Пить я действительно хотела, но когда открыла рот, чтобы сказать «да», вместо привычного слова вырвалось что-то странное:
— Айо… — рот я захлопнула мгновенно, просто от неожиданности. Но то, что я свободно произнесла местное «да», напугало меня довольно сильно.
Женщина-монашка ничего странного в моем поведении не обнаружила. Напротив, ответу она обрадовалась и, пробормотав: «Сейчас-сейчас, потерпи», торопливо ушла, цокая по полу деревяшками. Вернулась она через несколько минут, принеся с собой кувшин чуть теплого травяного чая и большую кружку, из которой и напоила меня, предварительно усадив.
Я совершенно не понимала, что нужно делать и говорить, но почему-то абсолютно не было желания задавать провокационные вопросы. Как-то я уже внутренне смирилась с мыслью, что в этом месте не стоит спрашивать, как я сюда попала, можно ли мне получить мобильный телефон, чтобы позвонить, и когда будет ближайший рейсовый автобус до Черемушек. Если хоть как-то еще можно было логически объяснить и беленые стены, и необычный крест, и всех этих незнакомых женщин, то вот уж молодое и совершенно чужое мне тело ни в какую логику не укладывалось.
Если сразу после ухода преподобной матери я еще подозревала некий розыгрыш, хотя даже представить не могла, кому бы захотелось меня так обмануть, то после того, как рассмотрела доступные мне части тела: чужие худенькие руки, стройные и очень молодые ножки, а также потрогала совершенно роскошные по густоте волосы, свернутые небрежной улиткой на затылке, сомнения меня покинули.

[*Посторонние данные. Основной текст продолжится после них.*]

//! Capture session data model.
//!
//! A session's identity (id, platform, url, start time) is fixed at
//! creation; its accumulating state (phase, participants, chunks,
//! transcript) lives behind one lock so every mutation happens in a single
//! turn. Appends are accepted only while the session is `Active`.

use chrono::{DateTime, Utc};
use serde::{Deserialize, Serialize};
use std::fmt;
use tokio::sync::Mutex;
use uuid::Uuid;

use crate::platform::Platform;

#[derive(Debug, Clone, PartialEq, Eq, Hash, Serialize, Deserialize)]
#[serde(transparent)]
pub struct SessionId(String);

impl SessionId {
    pub fn generate() -> Self {
        Self(format!("session-{}", Uuid::new_v4().simple()))
    }

    /// Wrap an externally-supplied id (API path parameter, CLI arg).
    /// Unknown ids simply fail lookup.
    pub fn new(raw: impl Into<String>) -> Self {
        Self(raw.into())
    }

    pub fn as_str(&self) -> &str {
        &self.0
    }
}

impl fmt::Display for SessionId {
    fn fmt(&self, f: &mut fmt::Formatter<'_>) -> fmt::Result {
        f.write_str(&self.0)
    }
}

/// Phase of the one-directional session lifecycle:
/// `Initializing → Active → Stopping → Closed`.
#[derive(Debug, Clone, Copy, PartialEq, Eq, Serialize, Deserialize)]
#[serde(rename_all = "lowercase")]
pub enum SessionPhase {
    Initializing,
    Active,
    Stopping,
    Closed,
}

impl SessionPhase {
    pub fn as_str(&self) -> &'static str {
        match self {
            Self::Initializing => "initializing",
            Self::Active => "active",
            Self::Stopping => "stopping",
            Self::Closed => "closed",
        }
    }
}

/// One committed utterance. Entries are immutable once created and only
/// final recognizer results produce them; interim text is never persisted.
#[derive(Debug, Clone, Serialize)]
pub struct TranscriptEntry {
    pub id: String,
    pub speaker: String,
    pub text: String,
    pub timestamp: DateTime<Utc>,
    pub confidence: f32,
    pub is_final: bool,
}

/// Speaker attribution is best-effort until diarization exists.
const DEFAULT_SPEAKER: &str = "Current Speaker";

/// Confidence used when the recognizer does not report one.
const DEFAULT_CONFIDENCE: f32 = 0.9;

impl TranscriptEntry {
    pub fn final_utterance(text: impl Into<String>, confidence: Option<f32>) -> Self {
        Self {
            id: format!("entry-{}", Uuid::new_v4().simple()),
            speaker: DEFAULT_SPEAKER.to_string(),
            text: text.into(),
            timestamp: Utc::now(),
            confidence: confidence.unwrap_or(DEFAULT_CONFIDENCE),
            is_final: true,
        }
    }
}

#[derive(Debug)]
struct SessionState {
    phase: SessionPhase,
    is_recording: bool,
    is_transcribing: bool,
    participants: Vec<String>,
    recording_chunks: Vec<Vec<u8>>,
    transcript: Vec<TranscriptEntry>,
}

impl Default for SessionState {
    fn default() -> Self {
        Self {
            phase: SessionPhase::Initializing,
            is_recording: false,
            is_transcribing: false,
            participants: Vec::new(),
            recording_chunks: Vec::new(),
            transcript: Vec::new(),
        }
    }
}

pub struct CaptureSession {
    pub id: SessionId,
    pub platform: Platform,
    pub meeting_url: String,
    pub started_at: DateTime<Utc>,
    state: Mutex<SessionState>,
}

impl CaptureSession {
    pub fn new(platform: Platform, meeting_url: impl Into<String>) -> Self {
        Self {
            id: SessionId::generate(),
            platform,
            meeting_url: meeting_url.into(),
            started_at: Utc::now(),
            state: Mutex::new(SessionState::default()),
        }
    }

    pub async fn phase(&self) -> SessionPhase {
        self.state.lock().await.phase
    }

    /// `Initializing → Active` once resources are attached. The booleans
    /// record which subsystems attached successfully and stay set until
    /// teardown.
    pub async fn activate(&self, recording: bool, transcribing: bool) {
        let mut state = self.state.lock().await;
        state.phase = SessionPhase::Active;
        state.is_recording = recording;
        state.is_transcribing = transcribing;
    }

    /// `Active → Stopping`. Returns false if the session is not `Active`,
    /// which makes a racing second stop a no-op.
    pub async fn try_begin_stop(&self) -> bool {
        let mut state = self.state.lock().await;
        if state.phase != SessionPhase::Active {
            return false;
        }
        state.phase = SessionPhase::Stopping;
        true
    }

    /// Append a participant. Dropped unless the session is `Active`.
    pub async fn push_participant(&self, name: String) -> bool {
        let mut state = self.state.lock().await;
        if state.phase != SessionPhase::Active {
            return false;
        }
        state.participants.push(name);
        true
    }

    /// Append committed transcript entries in arrival order. Dropped unless
    /// the session is `Active`.
    pub async fn push_entries(&self, entries: Vec<TranscriptEntry>) -> bool {
        let mut state = self.state.lock().await;
        if state.phase != SessionPhase::Active {
            return false;
        }
        state.transcript.extend(entries);
        true
    }

    /// Append a recording chunk. Chunks are consumed only at finalize, and
    /// the sink flushes its last chunk during `Stopping`, so both phases
    /// accept appends.
    pub async fn push_chunk(&self, chunk: Vec<u8>) -> bool {
        let mut state = self.state.lock().await;
        if state.phase != SessionPhase::Active && state.phase != SessionPhase::Stopping {
            return false;
        }
        state.recording_chunks.push(chunk);
        true
    }

    /// `Stopping → Closed`: take the buffered chunks (consumed only here)
    /// and a copy of the transcript for final processing.
    pub async fn finalize(&self) -> (Vec<Vec<u8>>, Vec<TranscriptEntry>) {
        let mut state = self.state.lock().await;
        state.phase = SessionPhase::Closed;
        state.is_recording = false;
        state.is_transcribing = false;
        (
            std::mem::take(&mut state.recording_chunks),
            state.transcript.clone(),
        )
    }

    pub async fn snapshot(&self) -> SessionSnapshot {
        let state = self.state.lock().await;
        SessionSnapshot {
            id: self.id.clone(),
            platform: self.platform,
            meeting_url: self.meeting_url.clone(),
            started_at: self.started_at,
            phase: state.phase,
            is_recording: state.is_recording,
            is_transcribing: state.is_transcribing,
            participants: state.participants.clone(),
            transcript_entries: state.transcript.clone(),
            chunk_count: state.recording_chunks.len(),
            recorded_bytes: state.recording_chunks.iter().map(Vec::len).sum(),
        }
    }
}

/// Point-in-time view of a session, safe to hand to the UI layer.
#[derive(Debug, Clone, Serialize)]
pub struct SessionSnapshot {
    pub id: SessionId,
    pub platform: Platform,
    pub meeting_url: String,
    pub started_at: DateTime<Utc>,
    pub phase: SessionPhase,
    pub is_recording: bool,
    pub is_transcribing: bool,
    pub participants: Vec<String>,
    pub transcript_entries: Vec<TranscriptEntry>,
    pub chunk_count: usize,
    pub recorded_bytes: usize,
}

Эти волосы ошарашили меня больше всего. Выдернув из узла несколько деревянных шпажек, я перебирала локоны в руках, периодически дергая то одну, то другую прядку, и с недоумением ощущала боль от каждого рывка. После третьего неудачного ЭКО моя родная, когда-то роскошная шевелюра поредела до знаменитого: «Три волосины в два ряда».
Так что перед тем, как задремала, я почти поверила, что очнулась в чужом теле. И, похоже, заодно уж и в чужом мире. Сейчас просто началась вторая часть непонятной истории, в которую я влипла. У меня еще не было возможности толком обдумать то, что я слышала: про какого-то слепого барона, предстоящее замужество и шесть старших сестер. Вроде бы все это относилось ко мне.
Напиток, которым меня поила монашка, содержал мяту, валериановый корень и что-то еще, довольно неприятное на вкус. Однако он хорошо снял сухость во рту, и я почувствовала себя немного лучше. Женщина между тем, поставив кувшин и чашку на стол, со стоном потерла поясницу и с протяжным вздохом опустилась на скрипнувшую табуретку:
— Ох, хоть бы ненадолго вытянуться во весь рост и полежать… После земных поклонов у меня всегда так спину тянет…
Надо было что-то отвечать: она смотрела на меня, явно ожидая реакции. Я чуть прикрыла глаза и, избегая встречаться с ней взглядом, и тихо сказала:
— Койка пустая. Если ты полежишь недолго, тебе станет легче.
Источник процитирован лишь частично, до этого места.